INTRODUCTION: The benefits of breastfeeding for both a newborn and mother are well established. Parents often co-sleep with their children for ease of breastfeeding. However, co-sleeping is associated with sleep-related deaths. To alleviate this burden, Temple University Hospital (TUH) provided all newly delivered mothers with a Baby Box, a box with a firm mattress, for a safe sleeping environment. The purpose of this project was to study the impact of a safe sleeping environment on breastfeeding rates. METHODS: This is a retrospective study of patients between May 2016 and May 2018 who delivered at TUH and were provided a Baby Box prior to hospital discharge. A phone survey was performed after discharge. Categorical variables were analyzed using Pearson chi-squared test. This study on review by the TUH IRB was given exempt status. RESULTS: Of 4,394 eligible women, 26% reported exclusive breastfeeding of their infant.
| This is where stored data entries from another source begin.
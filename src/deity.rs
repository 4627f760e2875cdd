//! 神明聖誕
//!
//! 聖誕以農曆月日為鍵，每年同一農曆月日重現，與公元年及農曆年無關。
//! 資料取自 `data/deities.toml`，首次查詢時解析。

use std::collections::BTreeMap;
use std::fmt;
use std::sync::LazyLock;

use serde::{Deserialize, Serialize};

use crate::date::{self, Date, days_in_month};
use crate::error::Error;
use crate::lunar::{LunarDate, MonthDay};

/// 神明類別：佛、道、民間神祇。
#[derive(Debug, Copy, Clone, Eq, PartialEq, Hash, Serialize, Deserialize)]
pub enum DeityKind {
    #[serde(rename = "佛")]
    Buddhist,
    #[serde(rename = "道")]
    Taoist,
    #[serde(rename = "神")]
    Folk,
}

impl DeityKind {
    /// 類別的單字標記。
    pub fn label(&self) -> &'static str {
        match self {
            DeityKind::Buddhist => "佛",
            DeityKind::Taoist => "道",
            DeityKind::Folk => "神",
        }
    }
    /// 類別的圖示，用於文字輸出。
    pub fn icon(&self) -> &'static str {
        match self {
            DeityKind::Buddhist => "🙏",
            DeityKind::Taoist => "☯️",
            DeityKind::Folk => "🏮",
        }
    }
}

/// 一條聖誕記錄。
#[derive(Debug, Clone, Eq, PartialEq, Serialize, Deserialize)]
#[serde(deny_unknown_fields)]
pub struct Deity {
    pub name: String,
    pub kind: DeityKind,
    /// 別名或節日名，可為空
    #[serde(default)]
    pub note: String,
}

impl fmt::Display for Deity {
    fn fmt(&self, f: &mut fmt::Formatter<'_>) -> fmt::Result {
        write!(f, "{} {}", self.kind.icon(), self.name)?;
        if !self.note.is_empty() {
            write!(f, " ({})", self.note)?;
        }
        Ok(())
    }
}

static RAW_DATA: &str = include_str!(concat!(env!("CARGO_MANIFEST_DIR"), "/data/deities.toml"));

static TABLE: LazyLock<BTreeMap<MonthDay, Vec<Deity>>> = LazyLock::new(|| {
    parse_raw_data(RAW_DATA).unwrap_or_else(|e| panic!("error parsing deity data: {e}"))
});

#[derive(Debug, thiserror::Error)]
enum RawDataError {
    #[error(transparent)]
    Toml(#[from] toml::de::Error),
    #[error(transparent)]
    Key(#[from] Error),
}

fn parse_raw_data(raw: &str) -> Result<BTreeMap<MonthDay, Vec<Deity>>, RawDataError> {
    let by_key: BTreeMap<String, Vec<Deity>> = toml::from_str(raw)?;
    let mut res = BTreeMap::new();
    for (key, list) in by_key {
        res.insert(key.parse()?, list);
    }
    Ok(res)
}

/// 某農曆月日聖誕的神明，依資料順序；無則為空。
///
/// # 用例
///
/// ```
/// use tongshu::deity;
///
/// let list = deity::deities("01-09".parse().unwrap());
/// assert_eq!("玉皇上帝", list[0].name);
/// assert!(deity::deities("01-02".parse().unwrap()).is_empty());
/// ```
pub fn deities(key: MonthDay) -> &'static [Deity] {
    TABLE.get(&key).map(Vec::as_slice).unwrap_or(&[])
}

/// 某公曆日期聖誕的神明。閏月沿用同序號平月的聖誕。
pub fn deities_on(date: Date) -> &'static [Deity] {
    deities(LunarDate::from_date(date).month_day())
}

/// 整張聖誕表，依農曆月日排列。
pub fn table() -> impl Iterator<Item = (MonthDay, &'static [Deity])> {
    TABLE.iter().map(|(k, v)| (*k, v.as_slice()))
}

/// 搜尋結果
#[derive(Debug, Clone, PartialEq, Serialize)]
pub struct SearchHit {
    pub month_day: MonthDay,
    pub deity: &'static Deity,
}

/// 名稱或附註含有 `term` 的記錄，依農曆月日排列。
///
/// 同一神明可能有多個聖誕（如成道日、出家日），各自成為一條結果。
pub fn search(term: &str) -> Vec<SearchHit> {
    table()
        .flat_map(move |(month_day, list)| {
            list.iter()
                .filter(move |d| d.name.contains(term) || d.note.contains(term))
                .map(move |deity| SearchHit { month_day, deity })
        })
        .collect()
}

/// 有聖誕的一天。
#[derive(Debug, Clone, PartialEq, Serialize)]
pub struct Observance {
    pub date: Date,
    pub weekday: &'static str,
    pub lunar: LunarDate,
    pub deities: &'static [Deity],
}

impl Observance {
    fn on(date: Date) -> Option<Self> {
        let lunar = LunarDate::from_date(date);
        let deities = deities(lunar.month_day());
        (!deities.is_empty()).then(|| Observance {
            date,
            weekday: date.weekday_name(),
            lunar,
            deities,
        })
    }
}

/// 自 `from` 起（含當日）往後 `days` 日內的聖誕，至 [`Date::MAX`] 為止。
pub fn upcoming(from: Date, days: u32) -> Vec<Observance> {
    let last = (from + i64::from(days)) - from;
    (0..=last)
        .filter_map(|i| Observance::on(from + i))
        .collect()
}

/// 公曆某年某月內的聖誕。
pub fn monthly(year: i32, month: u32) -> Result<Vec<Observance>, Error> {
    date::check_year(year)?;
    let len = days_in_month(year, month);
    if len == 0 {
        return Err(Error::MonthOutOfRange { month });
    }
    let first = Date::from_gregorian(year, month, 1);
    Ok((0..i64::from(len))
        .filter_map(|i| Observance::on(first + i))
        .collect())
}

#[cfg(test)]
mod tests {
    use super::*;

    fn key(s: &str) -> MonthDay {
        s.parse().unwrap()
    }

    #[test]
    fn data_parses() {
        assert_eq!(102, table().count());
        assert_eq!(144, table().map(|(_, v)| v.len()).sum::<usize>());
        for (k, list) in table() {
            assert!(!list.is_empty(), "{k}");
        }
    }

    #[test]
    fn lookup_by_key() {
        let list = deities(key("01-15"));
        assert_eq!(6, list.len());
        assert_eq!("上元天官", list[0].name);
        assert_eq!(DeityKind::Taoist, list[0].kind);
        assert_eq!("上元節", list[0].note);
        assert_eq!("", list[1].note);
        assert!(deities(key("12-30")).is_empty());
    }

    #[test]
    fn same_list_every_lunar_year() {
        // 2024-02-10 與 2025-01-29 皆為正月初一
        let a = deities_on(Date::from_gregorian(2024, 2, 10));
        let b = deities_on(Date::from_gregorian(2025, 1, 29));
        assert_eq!(deities(key("01-01")), a);
        assert!(std::ptr::eq(a, b));
        assert_eq!("彌勒佛", a[0].name);
    }

    #[test]
    fn leap_month_uses_ordinary_key() {
        // 2023-03-22 為閏二月初一
        assert_eq!(
            deities(key("02-01")),
            deities_on(Date::from_gregorian(2023, 3, 22))
        );
    }

    #[test]
    fn aliases_appear_under_each_date() {
        for (name, dates) in [
            ("觀音菩薩", ["02-19", "06-19"]),
            ("關聖帝君", ["05-13", "06-23"]),
            ("釋迦文佛", ["02-08", "04-08"]),
        ] {
            let hits: Vec<_> = search(name)
                .into_iter()
                .filter(|h| h.deity.name == name)
                .map(|h| h.month_day.to_string())
                .collect();
            assert_eq!(dates.to_vec(), hits, "{name}");
        }
    }

    #[test]
    fn search_covers_notes_and_sorts() {
        let hits = search("許真君");
        let keys: Vec<_> = hits.iter().map(|h| h.month_day.to_string()).collect();
        assert_eq!(vec!["07-21", "08-01"], keys);
        assert!(search("不存在的神").is_empty());
    }

    #[test]
    fn display() {
        let list = deities(key("01-09"));
        assert_eq!("☯️ 玉皇上帝 (天公生)", list[0].to_string());
        let list = deities(key("01-03"));
        assert_eq!("☯️ 孫真人", list[0].to_string());
        assert_eq!("神", DeityKind::Folk.label());
        assert_eq!("🏮", DeityKind::Folk.icon());
    }

    #[test]
    fn upcoming_window_is_inclusive() {
        let from = Date::from_gregorian(2025, 1, 29);
        let days: Vec<_> = upcoming(from, 7)
            .iter()
            .map(|o| o.date - from)
            .collect();
        assert_eq!(vec![0, 2, 5, 7], days);
    }

    #[test]
    fn upcoming_days_do_not_wrap() {
        // u32 values past i32::MAX once wrapped negative and came back empty
        let from = Date::MAX + -400;
        let hits = upcoming(from, 3_000_000_000);
        assert!(!hits.is_empty());
        assert!(hits.iter().all(|o| o.date >= from && o.date <= Date::MAX));
        assert_eq!(upcoming(from, 400), hits);
    }

    #[test]
    fn monthly_view() {
        let days: Vec<_> = monthly(2025, 2)
            .unwrap()
            .iter()
            .map(|o| o.date.gregorian().2)
            .collect();
        assert_eq!(vec![3, 5, 6, 10, 12, 16, 28], days);
        assert_eq!(Err(Error::MonthOutOfRange { month: 13 }), monthly(2025, 13));
        assert_eq!(
            Err(Error::YearOutOfRange { year: i32::MAX }),
            monthly(i32::MAX, 1)
        );
    }

    #[test]
    fn bad_data_is_rejected() {
        assert!(parse_raw_data("\"13-01\" = []").is_err());
        assert!(parse_raw_data("\"01-01\" = [{ name = \"x\", kind = \"仙\" }]").is_err());
    }
}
Approximately 26% of those exclusively breastfeeding reported using the Baby Box for infant sleep, and 54% reported that breastfeeding was easier while using the Baby Box. Approximately 32% of those who exclusively breastfed reported co-sleeping with their infant. There was no statistically significant difference between feeding method and use of the Baby Box. CONCLUSION: With the use of the baby box, the number of participants exclusively breastfeeding was low. Of those who exclusively breastfeed, there was a high rate of co-sleeping, despite being provided with a safe sleeping environment. This study demonstrates the need for continued efforts to promote breastfeeding and safe sleeping in this patient population.